Start of INFORMATION PROVIDED

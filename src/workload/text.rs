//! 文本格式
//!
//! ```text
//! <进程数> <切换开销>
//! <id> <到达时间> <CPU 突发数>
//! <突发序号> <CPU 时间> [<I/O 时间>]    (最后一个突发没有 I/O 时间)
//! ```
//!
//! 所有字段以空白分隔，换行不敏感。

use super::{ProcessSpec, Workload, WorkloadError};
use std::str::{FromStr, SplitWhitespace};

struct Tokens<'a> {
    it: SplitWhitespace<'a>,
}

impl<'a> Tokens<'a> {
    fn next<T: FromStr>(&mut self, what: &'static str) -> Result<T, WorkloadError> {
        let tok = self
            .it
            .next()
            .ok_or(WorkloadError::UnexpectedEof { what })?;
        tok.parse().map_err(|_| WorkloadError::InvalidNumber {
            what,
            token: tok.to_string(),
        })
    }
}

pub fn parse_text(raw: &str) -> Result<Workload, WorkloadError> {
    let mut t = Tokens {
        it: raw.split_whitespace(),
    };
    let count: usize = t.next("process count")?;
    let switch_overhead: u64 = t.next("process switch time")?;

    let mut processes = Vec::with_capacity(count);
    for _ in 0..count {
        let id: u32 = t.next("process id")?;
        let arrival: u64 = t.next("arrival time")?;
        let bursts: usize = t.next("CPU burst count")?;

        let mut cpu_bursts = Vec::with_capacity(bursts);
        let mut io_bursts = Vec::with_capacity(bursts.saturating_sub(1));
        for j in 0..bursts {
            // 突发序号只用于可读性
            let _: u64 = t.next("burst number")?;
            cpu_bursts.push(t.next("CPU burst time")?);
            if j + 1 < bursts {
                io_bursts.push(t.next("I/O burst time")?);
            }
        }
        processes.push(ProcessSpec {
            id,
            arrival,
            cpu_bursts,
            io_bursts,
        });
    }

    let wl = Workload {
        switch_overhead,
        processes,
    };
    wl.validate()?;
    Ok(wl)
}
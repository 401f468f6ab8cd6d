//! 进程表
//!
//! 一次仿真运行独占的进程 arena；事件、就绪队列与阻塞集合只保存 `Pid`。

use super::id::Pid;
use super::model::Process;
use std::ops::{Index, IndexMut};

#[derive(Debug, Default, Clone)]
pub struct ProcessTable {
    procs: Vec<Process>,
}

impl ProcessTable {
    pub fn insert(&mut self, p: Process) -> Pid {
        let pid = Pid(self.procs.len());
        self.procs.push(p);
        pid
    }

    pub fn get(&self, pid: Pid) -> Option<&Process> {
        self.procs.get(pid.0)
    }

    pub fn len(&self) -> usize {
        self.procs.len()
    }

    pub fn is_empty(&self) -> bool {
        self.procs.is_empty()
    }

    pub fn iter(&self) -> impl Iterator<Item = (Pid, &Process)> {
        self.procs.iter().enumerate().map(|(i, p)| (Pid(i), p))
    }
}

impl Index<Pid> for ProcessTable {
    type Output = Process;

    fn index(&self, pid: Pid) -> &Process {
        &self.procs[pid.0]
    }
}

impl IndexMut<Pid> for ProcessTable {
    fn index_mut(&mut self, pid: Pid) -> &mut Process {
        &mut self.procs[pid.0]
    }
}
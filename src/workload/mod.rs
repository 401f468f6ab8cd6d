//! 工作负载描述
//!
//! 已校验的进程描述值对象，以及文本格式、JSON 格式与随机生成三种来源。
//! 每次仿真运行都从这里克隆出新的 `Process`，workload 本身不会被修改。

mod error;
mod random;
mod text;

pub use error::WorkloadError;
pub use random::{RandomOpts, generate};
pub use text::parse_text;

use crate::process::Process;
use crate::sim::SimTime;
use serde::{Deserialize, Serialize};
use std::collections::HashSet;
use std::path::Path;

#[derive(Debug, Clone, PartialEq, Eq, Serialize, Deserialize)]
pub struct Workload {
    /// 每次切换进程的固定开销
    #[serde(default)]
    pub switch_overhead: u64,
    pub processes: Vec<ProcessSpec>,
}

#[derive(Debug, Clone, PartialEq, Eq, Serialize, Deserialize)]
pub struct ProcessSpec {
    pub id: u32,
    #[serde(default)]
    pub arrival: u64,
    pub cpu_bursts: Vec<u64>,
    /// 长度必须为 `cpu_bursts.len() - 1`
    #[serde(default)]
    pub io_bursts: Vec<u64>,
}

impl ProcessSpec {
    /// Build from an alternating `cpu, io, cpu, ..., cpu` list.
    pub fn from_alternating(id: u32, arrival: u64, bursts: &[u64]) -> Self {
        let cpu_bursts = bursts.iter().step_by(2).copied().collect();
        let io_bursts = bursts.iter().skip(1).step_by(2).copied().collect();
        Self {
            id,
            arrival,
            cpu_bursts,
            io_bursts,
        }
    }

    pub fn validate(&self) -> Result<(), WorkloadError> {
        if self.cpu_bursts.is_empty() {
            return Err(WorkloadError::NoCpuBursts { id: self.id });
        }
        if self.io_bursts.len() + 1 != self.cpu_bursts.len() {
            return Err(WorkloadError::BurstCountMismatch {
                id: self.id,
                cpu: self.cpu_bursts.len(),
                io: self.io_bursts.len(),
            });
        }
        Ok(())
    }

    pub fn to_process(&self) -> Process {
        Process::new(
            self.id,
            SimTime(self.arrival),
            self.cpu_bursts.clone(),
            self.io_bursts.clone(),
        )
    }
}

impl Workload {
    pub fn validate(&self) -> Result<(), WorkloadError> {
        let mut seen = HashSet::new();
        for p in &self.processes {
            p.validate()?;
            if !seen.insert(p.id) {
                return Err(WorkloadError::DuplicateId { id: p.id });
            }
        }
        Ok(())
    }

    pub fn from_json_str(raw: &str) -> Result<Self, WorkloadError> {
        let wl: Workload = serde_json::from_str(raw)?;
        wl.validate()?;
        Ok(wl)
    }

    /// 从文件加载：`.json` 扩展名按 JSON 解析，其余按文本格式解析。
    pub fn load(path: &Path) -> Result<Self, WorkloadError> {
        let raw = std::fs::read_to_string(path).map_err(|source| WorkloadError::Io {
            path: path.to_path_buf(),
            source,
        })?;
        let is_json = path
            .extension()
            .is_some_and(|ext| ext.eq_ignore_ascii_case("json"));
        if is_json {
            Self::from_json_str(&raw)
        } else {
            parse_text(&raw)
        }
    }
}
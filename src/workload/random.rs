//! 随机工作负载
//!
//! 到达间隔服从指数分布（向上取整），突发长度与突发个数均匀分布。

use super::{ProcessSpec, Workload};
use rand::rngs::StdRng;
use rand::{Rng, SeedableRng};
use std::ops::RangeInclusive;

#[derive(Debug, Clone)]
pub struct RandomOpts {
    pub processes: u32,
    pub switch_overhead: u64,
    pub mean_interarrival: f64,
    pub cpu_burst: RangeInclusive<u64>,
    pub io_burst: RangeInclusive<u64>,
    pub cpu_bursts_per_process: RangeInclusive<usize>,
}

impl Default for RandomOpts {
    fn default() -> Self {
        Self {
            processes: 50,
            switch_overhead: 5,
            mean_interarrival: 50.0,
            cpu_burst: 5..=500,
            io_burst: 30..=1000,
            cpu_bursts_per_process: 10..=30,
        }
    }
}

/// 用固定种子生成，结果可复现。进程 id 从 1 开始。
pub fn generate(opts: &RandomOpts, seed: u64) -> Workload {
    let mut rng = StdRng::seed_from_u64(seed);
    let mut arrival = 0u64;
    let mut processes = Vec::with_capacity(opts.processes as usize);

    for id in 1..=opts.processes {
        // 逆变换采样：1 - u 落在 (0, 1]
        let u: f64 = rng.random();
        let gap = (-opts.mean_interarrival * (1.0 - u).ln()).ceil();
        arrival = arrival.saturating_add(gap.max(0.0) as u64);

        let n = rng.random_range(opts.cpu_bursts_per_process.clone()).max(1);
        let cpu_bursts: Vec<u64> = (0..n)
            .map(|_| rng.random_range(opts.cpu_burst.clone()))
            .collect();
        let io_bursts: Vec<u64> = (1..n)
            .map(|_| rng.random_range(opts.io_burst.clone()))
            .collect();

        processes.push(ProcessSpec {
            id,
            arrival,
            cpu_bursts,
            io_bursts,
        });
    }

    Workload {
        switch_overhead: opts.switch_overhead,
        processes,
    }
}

End of INFORMATION PROVIDED

EXERCISE INSTRUCTIONS
In the entries above, count each line holding "return" and report the total and nothing more.

TASK ANSWER
3